Scopre già dall’adolescenza, anche grazie all’amicizia paterna con Pier Paolo Pasolini, la predilezione per il componimento poetico. Lavora nell’ambito delle produzioni teatrali e musicali, dal 1995. Collabora come consulente esterno di produzione con l’Accademia di Santa Cecilia di Roma. Lavora con Carmelo Bene, Luciano Berio, Lina Sastri, Ennio Morricone. Dal 2013 intraprende l’attività di consulente editoriale ed editor. Relatrice in convegni dedicati al tema della lotta contro la violenza di genere, presso Ordine dei Medici di Roma, Dicembre 2015, Novembre 2016; Camera dei Deputati, a Febbraio 2016; Intervento presso Casa della Cultura di Milano per “Donne in poesia”, Ottobre 2017. Delega alla cultura per il Comune di Fiumicino, Roma, dal 2103 fino al mese di settembre del 2014. Membro del comitato organizzativo del Premio Poesia Città di Fiumicino, nel 2015 e 2016. Pubblicata da LietoColle Editore nell’Agenda Poetica 2013 e 2019. Presente nell’Atlante dei Poeti creato da Griselda, portale di letteratura del dipartimento di Italianistica dell’Università di Bologna. In occasione della Notte Bianca della Legalità riceve il “Premio Legalità Fiumicino 2018” per l’impegno civile e sociale svolto per la Fondazione Vassallo. A settembre del 2019 è curatrice e direttrice artistica della rassegna “Poeti in itinere” Prima edizione. Nel mese di Ottbre del 2109 alcuni suoi inediti sono stati tradotti in lingua araba e inglese, dalla scrittrice e giornalista Amal Bouchareb, per la rivista culturale letteraria Alaraby Aljadeed, diretta dal poeta Najwan Darwish.
Autrice delle raccolte di versi “Sogno d’acciaio” e “Corpo in animae” entrambi pubblicati da Annales Edizioni (prefazione di Alberto Bertoni).
Di prossima pubblicazione: “Da luoghi profani” Opera terza (supervisione a cura di Alberto Bertoni e Milo De Angelis).
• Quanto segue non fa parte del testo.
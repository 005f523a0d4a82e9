//! VM executor: runs compiled bytecode against an input string.
//!
//! Backtracking uses an explicit thread stack plus an undo log for slot
//! writes, so deep patterns cannot overflow the native stack. Only
//! lookarounds recurse, bounded by the nesting depth of the pattern. Every
//! instruction costs one step and the count restarts at each start
//! position; the step limit turns catastrophic backtracking into an error
//! instead of a hang.

use super::compiler::{ClassItem, Inst, Predicate, Program};
use super::unicode::{fold, is_line_terminator, is_space, is_word_char, upper};
use super::EngineError;

/// Options that change how instructions match.
#[derive(Debug, Clone, Copy, Default)]
pub struct MatchMode {
    pub ignore_case: bool,
    pub multiline: bool,
    pub dot_all: bool,
}

/// Slot values of a successful match, in char indices.
pub type Slots = Vec<Option<usize>>;

/// A pending alternative: where to resume and how much of the undo log to
/// keep.
struct Thread {
    pc: usize,
    pos: usize,
    undo_len: usize,
}

pub struct Vm<'p> {
    program: &'p Program,
    mode: MatchMode,
    chars: Vec<char>,
    steps: u64,
    step_limit: u64,
}

impl<'p> Vm<'p> {
    pub fn new(program: &'p Program, mode: MatchMode, input: &str, step_limit: u64) -> Self {
        Vm {
            program,
            mode,
            chars: input.chars().collect(),
            steps: 0,
            step_limit,
        }
    }

    pub fn char_len(&self) -> usize {
        self.chars.len()
    }

    /// Attempt a match starting exactly at `start` (char index).
    pub fn match_at(&mut self, start: usize) -> Result<Option<Slots>, EngineError> {
        self.steps = 0;
        let mut slots: Slots = vec![None; self.program.slot_count];
        slots[0] = Some(start);
        match self.run(0, start, &mut slots, None)? {
            Some(end) => {
                slots[1] = Some(end);
                slots.truncate((self.program.group_count + 1) * 2);
                Ok(Some(slots))
            }
            None => Ok(None),
        }
    }

    /// Try every start position from `from` onward (like `re.search`).
    pub fn search(&mut self, from: usize, sticky: bool) -> Result<Option<Slots>, EngineError> {
        if sticky || self.program.anchored_start {
            if self.program.anchored_start && from > 0 {
                return Ok(None);
            }
            return self.match_at(from);
        }
        for start in from..=self.chars.len() {
            if let Some(slots) = self.match_at(start)? {
                return Ok(Some(slots));
            }
        }
        Ok(None)
    }

    fn tick(&mut self) -> Result<(), EngineError> {
        self.steps += 1;
        if self.steps > self.step_limit {
            Err(EngineError::StepLimitExceeded)
        } else {
            Ok(())
        }
    }

    /// Runs from `pc` at `pos`. Returns the end position on success. When
    /// `target` is set (lookbehind), `Match` only succeeds at that position.
    /// On failure every slot write is rolled back.
    fn run(
        &mut self,
        pc: usize,
        pos: usize,
        slots: &mut [Option<usize>],
        target: Option<usize>,
    ) -> Result<Option<usize>, EngineError> {
        let mut stack: Vec<Thread> = Vec::new();
        let mut undo: Vec<(usize, Option<usize>)> = Vec::new();
        let program = self.program;
        let mut pc = pc;
        let mut pos = pos;

        loop {
            self.tick()?;
            let advanced = match &program.insts[pc] {
                Inst::Match => {
                    if target.is_none_or(|t| t == pos) {
                        return Ok(Some(pos));
                    }
                    false
                }
                Inst::Char(expected) => {
                    let ok = self.chars.get(pos).is_some_and(|&c| self.char_eq(c, *expected));
                    if ok {
                        pos += 1;
                        pc += 1;
                    }
                    ok
                }
                Inst::Set { predicate, negate } => {
                    let ok = self
                        .chars
                        .get(pos)
                        .is_some_and(|&c| self.predicate_matches(*predicate, c) != *negate);
                    if ok {
                        pos += 1;
                        pc += 1;
                    }
                    ok
                }
                Inst::Class { items, negate } => {
                    let ok = self
                        .chars
                        .get(pos)
                        .is_some_and(|&c| self.class_matches(items, c) != *negate);
                    if ok {
                        pos += 1;
                        pc += 1;
                    }
                    ok
                }
                Inst::Jump(next) => {
                    pc = *next;
                    true
                }
                Inst::Split(first, second) => {
                    stack.push(Thread {
                        pc: *second,
                        pos,
                        undo_len: undo.len(),
                    });
                    pc = *first;
                    true
                }
                Inst::Save(slot) => {
                    undo.push((*slot, slots[*slot]));
                    slots[*slot] = Some(pos);
                    pc += 1;
                    true
                }
                Inst::Clear(slot) => {
                    if slots[*slot].is_some() {
                        undo.push((*slot, slots[*slot]));
                        slots[*slot] = None;
                    }
                    pc += 1;
                    true
                }
                Inst::CheckProgress(slot) => {
                    let ok = slots[*slot] != Some(pos);
                    if ok {
                        pc += 1;
                    }
                    ok
                }
                Inst::AssertStart => {
                    let ok = pos == 0
                        || (self.mode.multiline && is_line_terminator(self.chars[pos - 1]));
                    if ok {
                        pc += 1;
                    }
                    ok
                }
                Inst::AssertEnd => {
                    let ok = pos == self.chars.len()
                        || (self.mode.multiline && is_line_terminator(self.chars[pos]));
                    if ok {
                        pc += 1;
                    }
                    ok
                }
                Inst::WordBoundary { negate } => {
                    let ok = self.is_word_boundary(pos) != *negate;
                    if ok {
                        pc += 1;
                    }
                    ok
                }
                Inst::Backref(group) => match self.backref_len(slots, *group, pos) {
                    Some(len) => {
                        pos += len;
                        pc += 1;
                        true
                    }
                    None => false,
                },
                Inst::Look {
                    behind,
                    negate,
                    resume,
                } => {
                    let (behind, negate, resume) = (*behind, *negate, *resume);
                    let mut sub_slots = slots.to_vec();
                    let matched = if behind {
                        let mut found = false;
                        for start in (0..=pos).rev() {
                            if self.run(pc + 1, start, &mut sub_slots, Some(pos))?.is_some() {
                                found = true;
                                break;
                            }
                        }
                        found
                    } else {
                        self.run(pc + 1, pos, &mut sub_slots, None)?.is_some()
                    };
                    let ok = matched != negate;
                    if ok {
                        if !negate {
                            // Captures set inside a positive lookaround stay visible.
                            for (slot, value) in sub_slots.iter().enumerate().skip(2) {
                                if slots[slot] != *value {
                                    undo.push((slot, slots[slot]));
                                    slots[slot] = *value;
                                }
                            }
                        }
                        pc = resume;
                    }
                    ok
                }
            };

            if advanced {
                continue;
            }

            // Backtrack to the most recent pending alternative.
            match stack.pop() {
                Some(thread) => {
                    while undo.len() > thread.undo_len {
                        if let Some((slot, old)) = undo.pop() {
                            slots[slot] = old;
                        }
                    }
                    pc = thread.pc;
                    pos = thread.pos;
                }
                None => {
                    while let Some((slot, old)) = undo.pop() {
                        slots[slot] = old;
                    }
                    return Ok(None);
                }
            }
        }
    }

    fn char_eq(&self, a: char, b: char) -> bool {
        a == b || (self.mode.ignore_case && fold(a) == fold(b))
    }

    fn predicate_matches(&self, predicate: Predicate, c: char) -> bool {
        match predicate {
            Predicate::Dot => self.mode.dot_all || !is_line_terminator(c),
            Predicate::Digit => c.is_ascii_digit(),
            Predicate::Word => is_word_char(c),
            Predicate::Space => is_space(c),
            Predicate::Property(property) => property.matches(c),
        }
    }

    fn class_matches(&self, items: &[ClassItem], c: char) -> bool {
        let candidates = if self.mode.ignore_case {
            [c, fold(c), upper(c)]
        } else {
            [c, c, c]
        };
        items.iter().any(|item| {
            candidates.iter().any(|&ch| match item {
                ClassItem::Char(expected) => ch == *expected,
                ClassItem::Range(lo, hi) => *lo <= ch && ch <= *hi,
                ClassItem::Set { predicate, negate } => {
                    self.predicate_matches(*predicate, ch) != *negate
                }
            })
        })
    }

    fn is_word_boundary(&self, pos: usize) -> bool {
        let before = pos > 0 && is_word_char(self.chars[pos - 1]);
        let after = self.chars.get(pos).is_some_and(|&c| is_word_char(c));
        before != after
    }

    /// Length consumed by a backreference at `pos`, or `None` on mismatch.
    /// A group that has not participated matches the empty string.
    fn backref_len(&self, slots: &[Option<usize>], group: usize, pos: usize) -> Option<usize> {
        let (Some(start), Some(end)) = (slots[group * 2], slots[group * 2 + 1]) else {
            return Some(0);
        };
        if end < start {
            return Some(0);
        }
        let len = end - start;
        if pos + len > self.chars.len() {
            return None;
        }
        let same = (0..len).all(|i| self.char_eq(self.chars[start + i], self.chars[pos + i]));
        same.then_some(len)
    }
}

#[cfg(test)]
mod tests {
    use super::*;
    use crate::engine::compiler::compile;
    use crate::parser::syntax::Parser;

    fn search(source: &str, mode: MatchMode, input: &str) -> Result<Option<Slots>, EngineError> {
        let tree = Parser::new(source, false).parse().unwrap();
        let program = compile(source, &tree.pattern, &tree.group_names, mode.multiline).unwrap();
        Vm::new(&program, mode, input, 1_000_000).search(0, false)
    }

    fn span(source: &str, input: &str) -> Option<(usize, usize)> {
        search(source, MatchMode::default(), input)
            .unwrap()
            .map(|s| (s[0].unwrap(), s[1].unwrap()))
    }

    #[test]
    fn test_literal_search() {
        assert_eq!(span("cat", "the cat sat"), Some((4, 7)));
        assert_eq!(span("dog", "the cat sat"), None);
    }

    #[test]
    fn test_greedy_and_lazy() {
        assert_eq!(span("a+", "caaat"), Some((1, 4)));
        assert_eq!(span("a+?", "caaat"), Some((1, 2)));
        assert_eq!(span("a{2,3}", "aaaa"), Some((0, 3)));
    }

    #[test]
    fn test_empty_loop_terminates() {
        assert_eq!(span("(a*)*b", "aab"), Some((0, 3)));
        assert_eq!(span("(a|)*", "aa"), Some((0, 2)));
    }

    #[test]
    fn test_captures_and_backreferences() {
        let slots = search("(\\w)\\1", MatchMode::default(), "abccd").unwrap().unwrap();
        assert_eq!((slots[0], slots[1]), (Some(2), Some(4)));
        assert_eq!((slots[2], slots[3]), (Some(2), Some(3)));
        assert_eq!(span("\\1(a)", "a"), Some((0, 1)));
    }

    #[test]
    fn test_repetition_resets_inner_captures() {
        let slots = search("(?:(a)|b)+", MatchMode::default(), "ab").unwrap().unwrap();
        assert_eq!((slots[0], slots[1]), (Some(0), Some(2)));
        assert_eq!((slots[2], slots[3]), (None, None));

        let slots = search("(?:(a)|(b))+", MatchMode::default(), "ba").unwrap().unwrap();
        assert_eq!((slots[2], slots[3]), (Some(1), Some(2)));
        assert_eq!((slots[4], slots[5]), (None, None));

        // a backreference inside the loop sees only the current iteration
        assert_eq!(span("(?:(a)|b\\1)+", "abx"), Some((0, 2)));
    }

    #[test]
    fn test_lookarounds() {
        assert_eq!(span("\\d+(?=px)", "12em 34px"), Some((5, 7)));
        assert_eq!(span("(?<=\\$)\\d+", "cost: $42"), Some((7, 9)));
        assert_eq!(span("(?<!\\$)\\b\\d+", "$42 17"), Some((4, 6)));
        assert_eq!(span("foo(?!bar)", "foobar foobaz"), Some((7, 10)));
    }

    #[test]
    fn test_modes() {
        let ci = MatchMode {
            ignore_case: true,
            ..MatchMode::default()
        };
        assert!(search("HELLO", ci, "say hello").unwrap().is_some());
        assert!(search("[A-Z]+", ci, "abc").unwrap().is_some());

        let ml = MatchMode {
            multiline: true,
            ..MatchMode::default()
        };
        assert!(search("^b$", ml, "a\nb\nc").unwrap().is_some());
        assert!(search("^b$", MatchMode::default(), "a\nb\nc").unwrap().is_none());

        assert!(search("a.b", MatchMode::default(), "a\nb").unwrap().is_none());
        let dot_all = MatchMode {
            dot_all: true,
            ..MatchMode::default()
        };
        assert!(search("a.b", dot_all, "a\nb").unwrap().is_some());
    }

    #[test]
    fn test_step_limit_stops_catastrophic_backtracking() {
        let tree = Parser::new("(a+)+$", false).parse().unwrap();
        let program = compile("(a+)+$", &tree.pattern, &tree.group_names, false).unwrap();
        let input = format!("{}!", "a".repeat(28));
        let result = Vm::new(&program, MatchMode::default(), &input, 50_000).search(0, false);
        assert_eq!(result, Err(EngineError::StepLimitExceeded));
    }

    fn search_limited(source: &str, input: &str, limit: u64) -> Result<Option<Slots>, EngineError> {
        let tree = Parser::new(source, false).parse().unwrap();
        let program = compile(source, &tree.pattern, &tree.group_names, false).unwrap();
        Vm::new(&program, MatchMode::default(), input, limit).search(0, false)
    }

    #[test]
    fn test_step_budget_is_per_start_position() {
        let input = "a".repeat(2_000);
        assert_eq!(search_limited("[a-z]+@", &input, 100_000), Ok(None));

        let input = format!("{}cat", "x".repeat(100_000));
        let slots = search_limited("cat", &input, 100).unwrap().unwrap();
        assert_eq!((slots[0], slots[1]), (Some(100_000), Some(100_003)));
    }
}
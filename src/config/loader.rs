use std::fs;
use std::path::{Path, PathBuf};

use super::core::RegexplainConfig;
use crate::errors::Error;

pub const CONFIG_FILE_NAME: &str = ".regexplain.toml";
const MAX_TRAVERSAL_DEPTH: usize = 10;

/// Parse and validate config from a TOML string
pub fn parse_and_validate_config(contents: &str) -> Result<RegexplainConfig, Error> {
    let config = toml::from_str::<RegexplainConfig>(contents)?;
    config
        .validate()
        .map_err(|e| Error::Config(format!("Invalid {}: {}", CONFIG_FILE_NAME, e)))?;
    Ok(config)
}

/// Strict load from an explicit path; errors are returned to the caller.
pub fn load_config_from(path: &Path) -> Result<RegexplainConfig, Error> {
    let contents = fs::read_to_string(path)?;
    let config = parse_and_validate_config(&contents)?;
    log::debug!("Loaded config from {}", path.display());
    Ok(config)
}

/// Lenient load used during discovery: anything unusable falls back to `None`.
pub(crate) fn try_load_config_from_path(config_path: &Path) -> Option<RegexplainConfig> {
    let contents = match fs::read_to_string(config_path) {
        Ok(contents) => contents,
        Err(e) => {
            // Only log actual errors, not "file not found"
            if e.kind() != std::io::ErrorKind::NotFound {
                log::warn!("Failed to read config file {}: {}", config_path.display(), e);
            }
            return None;
        }
    };

    match parse_and_validate_config(&contents) {
        Ok(config) => {
            log::debug!("Loaded config from {}", config_path.display());
            Some(config)
        }
        Err(e) => {
            log::warn!("{}: {}. Using defaults.", config_path.display(), e);
            None
        }
    }
}

/// Directory and its ancestors, nearest first, up to `max_depth` entries.
pub fn directory_ancestors(start: PathBuf, max_depth: usize) -> impl Iterator<Item = PathBuf> {
    std::iter::successors(Some(start), |dir| {
        let mut parent = dir.clone();
        if parent.pop() {
            Some(parent)
        } else {
            None
        }
    })
    .take(max_depth)
}

/// Finds the nearest config starting at `start`.
pub fn discover_config(start: PathBuf) -> RegexplainConfig {
    directory_ancestors(start, MAX_TRAVERSAL_DEPTH)
        .map(|dir| dir.join(CONFIG_FILE_NAME))
        .find_map(|path| try_load_config_from_path(&path))
        .unwrap_or_else(|| {
            log::debug!(
                "No config found after checking {} directories. Using default config.",
                MAX_TRAVERSAL_DEPTH
            );
            RegexplainConfig::default()
        })
}

pub fn load_config() -> RegexplainConfig {
    match std::env::current_dir() {
        Ok(dir) => discover_config(dir),
        Err(e) => {
            log::warn!(
                "Failed to get current directory: {}. Using default config.",
                e
            );
            RegexplainConfig::default()
        }
    }
}
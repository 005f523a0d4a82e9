use crate::io::OutputFormat;
use clap::{Parser, Subcommand};
use std::path::PathBuf;

#[derive(Parser, Debug)]
#[command(name = "regexplain")]
#[command(about = "Explain regular expressions and flag risky constructs", long_about = None)]
#[command(version)]
pub struct Cli {
    #[command(subcommand)]
    pub command: Commands,
}

#[derive(Subcommand, Debug)]
pub enum Commands {
    /// Explain a pattern, optionally running it against sample text
    Explain {
        /// Pattern source, without surrounding slashes
        #[arg(allow_hyphen_values = true)]
        pattern: String,

        /// Flags drawn from "gimsuy"
        #[arg(short, long, default_value = "")]
        flags: String,

        /// Sample text to run the pattern against
        #[arg(short, long, conflicts_with = "sample_file")]
        sample: Option<String>,

        /// Read the sample text from a file
        #[arg(long = "sample-file")]
        sample_file: Option<PathBuf>,

        /// Output format
        #[arg(long, value_enum, default_value = "terminal")]
        format: OutputFormat,

        /// Output file (defaults to stdout)
        #[arg(short, long)]
        output: Option<PathBuf>,

        /// Configuration file (defaults to the nearest .regexplain.toml)
        #[arg(short, long)]
        config: Option<PathBuf>,

        /// Skip risk detection
        #[arg(long = "no-risks")]
        no_risks: bool,

        /// Skip the false positive / negative estimate
        #[arg(long = "no-estimate")]
        no_estimate: bool,

        /// Disable colored output
        #[arg(long)]
        plain: bool,

        /// Increase verbosity level (can be repeated: -v, -vv, -vvv)
        #[arg(short = 'v', long = "verbose", action = clap::ArgAction::Count)]
        verbosity: u8,
    },

    /// Initialize configuration file
    Init {
        /// Force overwrite existing config
        #[arg(long)]
        force: bool,
    },
}

impl Commands {
    pub fn verbosity(&self) -> u8 {
        match self {
            Commands::Explain { verbosity, .. } => *verbosity,
            Commands::Init { .. } => 0,
        }
    }
}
Ha in corso d’opera: “Di tutti e di nessuno”; “Inedita” opera in endecasillabi; “Donne senza voce”, racconto/testimonianza di donne nel sud est dell’Africa. Storie di violenza e vita sopravvissuta; conduce approfondimenti sul tema del dolore e della malattia, in collaborazione con l’équipe del Policlinico di Tor Vergata di Roma. Coordinamento letterario: dott. Giampaolo Gombi e prof. Gianmario Anselmi, ex direttore del Dipartimento di Filologia Classica e Italianistica, presso l’Università di Bologna e docente di Letteratura.